Fraude fiscal, fraude en derechos humanos

18 julio 2017 | Categorías: Justicia Fiscal y finan.Global

Marta Iglesias López,
Plataforma por la Justicia Fiscal

 

En estos tiempos es realmente complicado abrir los periódicos y no encontrar alguna noticia (o escándalo) relacionada con la corrupción, blanqueo de capitales, tráfico de influencias, etc. Esto ocurre también cuando nos enfocamos en el estado actual de los derechos humanos en todo el mundo. Puede parecer que una cosa no está relacionada con la otra.

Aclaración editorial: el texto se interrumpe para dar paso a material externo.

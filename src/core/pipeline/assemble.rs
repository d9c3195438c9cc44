//! Rendering processed documents into one markdown document

use crate::config::{PublishConfig, PublishMode};
use crate::core::redaction::table::NEWLINE;
use crate::domain::SourceDocument;
use chrono::{DateTime, Utc};
use chrono_tz::Tz;
use std::fmt::Write as _;

/// Layout switches for [`assemble`]
#[derive(Debug, Clone, PartialEq, Eq)]
pub struct RenderOptions {
    pub with_quote: bool,
    pub with_hr: bool,
    pub date_format: Option<String>,
    /// Zone dates are shown in
    pub timezone: Tz,
}

impl Default for RenderOptions {
    fn default() -> Self {
        Self {
            with_quote: false,
            with_hr: false,
            date_format: None,
            timezone: Tz::UTC,
        }
    }
}

impl RenderOptions {
    /// Layout from `[publish]`; an unknown zone, already rejected by
    /// validation, falls back to UTC
    pub fn from_config(config: &PublishConfig) -> Self {
        Self {
            with_quote: config.with_quote,
            with_hr: config.with_hr,
            date_format: config.with_date.then(|| config.date_format.clone()),
            timezone: config.timezone.parse().unwrap_or(Tz::UTC),
        }
    }
}

/// Heading linking back to the source issue
#[derive(Debug, Clone, PartialEq, Eq)]
pub struct Heading {
    pub title: String,
    pub url: Option<String>,
}

impl Heading {
    /// Renders the heading line; files get `#`, comments `##`
    pub fn render(&self, mode: PublishMode) -> String {
        let marker = match mode {
            PublishMode::File => "#",
            PublishMode::Issue => "##",
        };
        let title = self.title.replace('\\', "\\\\");
        match &self.url {
            Some(url) => format!("{marker} [{title}]({url}){NEWLINE}"),
            None => format!("{marker} {title}{NEWLINE}"),
        }
    }
}

/// Joins processed documents into the published markdown
///
/// The issue body comes first when present and non-empty, followed by each
/// comment in order. Blocks are separated by a blank line; with `with_hr`
/// every comment after the first block is preceded by a `---` rule.
pub fn assemble(documents: &[SourceDocument], options: &RenderOptions) -> String {
    let mut out = String::new();
    let quote = if options.with_quote { "> " } else { "" };
    let rule = if options.with_hr {
        format!("---{NEWLINE}{NEWLINE}")
    } else {
        String::new()
    };

    let mut has_body = false;
    for document in documents.iter().filter(|d| d.is_issue_body()) {
        if document.text.is_empty() {
            continue;
        }
        has_body = true;
        out.push_str(&quoted(&document.text, options.with_quote));
        out.push_str(NEWLINE);
        if let Some(stamp) = timestamp(document.created_at, options) {
            let _ = write!(out, "{NEWLINE}> {stamp}{NEWLINE}");
        }
    }

    let mut first_comment = true;
    for document in documents.iter().filter(|d| !d.is_issue_body()) {
        if !first_comment || has_body {
            let _ = write!(out, "{NEWLINE}{quote}{rule}");
        }
        first_comment = false;

        out.push_str(&quoted(&document.text, options.with_quote));
        if let Some(stamp) = timestamp(document.created_at, options) {
            let _ = write!(out, "{NEWLINE}{NEWLINE}> {stamp}");
        }
        out.push_str(NEWLINE);
    }

    out
}

/// Whether an assembled document has nothing worth publishing
pub fn is_blank(markdown: &str) -> bool {
    markdown.trim().is_empty()
}

fn quoted(text: &str, with_quote: bool) -> String {
    if with_quote {
        format!("> {}", text.replace(NEWLINE, &format!("{NEWLINE}> ")))
    } else {
        text.to_string()
    }
}

fn timestamp(created_at: Option<DateTime<Utc>>, options: &RenderOptions) -> Option<String> {
    let format = options.date_format.as_deref()?;
    let created_at = created_at?.with_timezone(&options.timezone);

    let mut stamp = String::new();
    match write!(stamp, "{}", created_at.format(format)) {
        Ok(()) => Some(stamp),
        Err(_) => {
            tracing::warn!(format = %format, "Invalid date format, falling back to RFC 3339");
            Some(created_at.to_rfc3339())
        }
    }
}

Pero, el fraude fiscal provoca un vacío de recursos para que los Estados cumplan con sus obligaciones de derechos humanos.

 

¿Esto que tiene que ver con lo anterior? Los mecanismos que tienen los Estados para garantizar los derechos humanos, cosa a la que por otro lado están obligados, son los ingresos del Estado. Es decir, los ingresos del Estado, recaudados fundamentalmente a partir de los impuestos, sirven para financiar los servicios públicos. En consecuencia son elementos vitales y necesarios para combatir la pobreza y la desigualdad.

 

De hecho, sendos titulares y grandes reportajes se han destinado recientemente para denunciar un sistema actual en el que unos pagan proporcionalmente mucho menos que otros. Otras tantas líneas se han destinado para contar las consecuencias de estas injusticias, llamándole desigualdad.

 

Lo cierto es que los datos son estremecedores. Mientras un 1% de la población acumula casi la mitad de las riquezas del mundo, 1.400 millones de personas viven en situación de pobreza.

 

La teoría nos dice que la pobreza va más allá de la falta de ingresos. Se manifiesta también en un acceso restringido a servicios básicos y la vida digna. Estos servicios básicos y vida digna sólo pueden garantizarse a través del cumplimiento de los derechos humanos.

 

Sistemas injustos desde la raíz

 

Las fronteras económicas y políticas de los Estados son cada vez más difusas. Vivimos en un mundo globalizado donde una persona en Tokio puede fabricar productos en Brasilia y a su vez venderlos en Madrid. Esta disolución aparente de las fronteras debiera obligar al establecimiento de mecanismos de control para el flujo de capitales de un lado al otro. Estos mecanismos no son otros que sistemas fiscales que promuevan la transparencia, una tributación justa y una vigilancia para que no se promuevan fenómenos como la evasión o la elusión fiscal.

 

Actualmente ocurre todo lo contrario. El sistema fiscal internacional y las escasas medidas contundentes para reforzarlos permiten que muchas empresas transnacionales eludan el pago de los impuestos que les corresponden.

 

El fraude fiscal cuesta cada año a España unos 59.000 millones de euros. Se calculaba en 2013 que el 71% del fraude fiscal en España correspondía a las grandes empresas y las grandes fortunas. Lejos de ser un fenómeno aislado, esto es una tendencia global. En 2015 un informe denunciaba que el continente africano pierde aproximadamente 6.000 millones de dólares al año sólo por la evasión fiscal.

 

Pero, ¿qué tiene que ver la evasión y el fraude fiscal con los derechos?. Pues más de lo que nos imaginamos. Varios informes del Relator Especial sobre el Derecho a la Alimentación concluyen que los sistemas fiscales están directamente relacionados, por ejemplo, con el derecho a la alimentación. ¿Qué pasaría si las empresas que defraudan tuvieran en sus manos el control de lo que comemos?

 

1 + 1 son 1.400 millones

 

Con todo lo anterior, es inevitable concluir que esta brecha entre una riqueza tan extrema y una pobreza y desigualdad crecientes, son la punta del iceberg de un sistema profundamente injusto. Se genera riqueza a costa del empobrecimiento de millones de personas. Esto hace que el modelo actual sea insostenible.

 

Por una parte, los sistemas fiscales actuales son injustos y contribuyen a la perpetuación de la pobreza y de las desigualdades. Por otra, la inacción de los Estados para cumplir con su obligación de cumplir progresivamente los derechos humanos supone una grave amenaza a las personas que viven en situación de vulnerabilidad.

 

Si no se acompasa la puesta en marcha de políticas para cubrir los derechos humanos con el robustecimiento de unas políticas fiscales que permitan recaudar, de forma más progresiva y justa, todos los pasos serán inútiles.

 

No puede construirse por un lado lo que se destruye por el otro. En el ámbito internacional es necesario que se cierren las puertas a la opacidad de las empresas y que se pongan por delante los derechos de las personas y del planeta.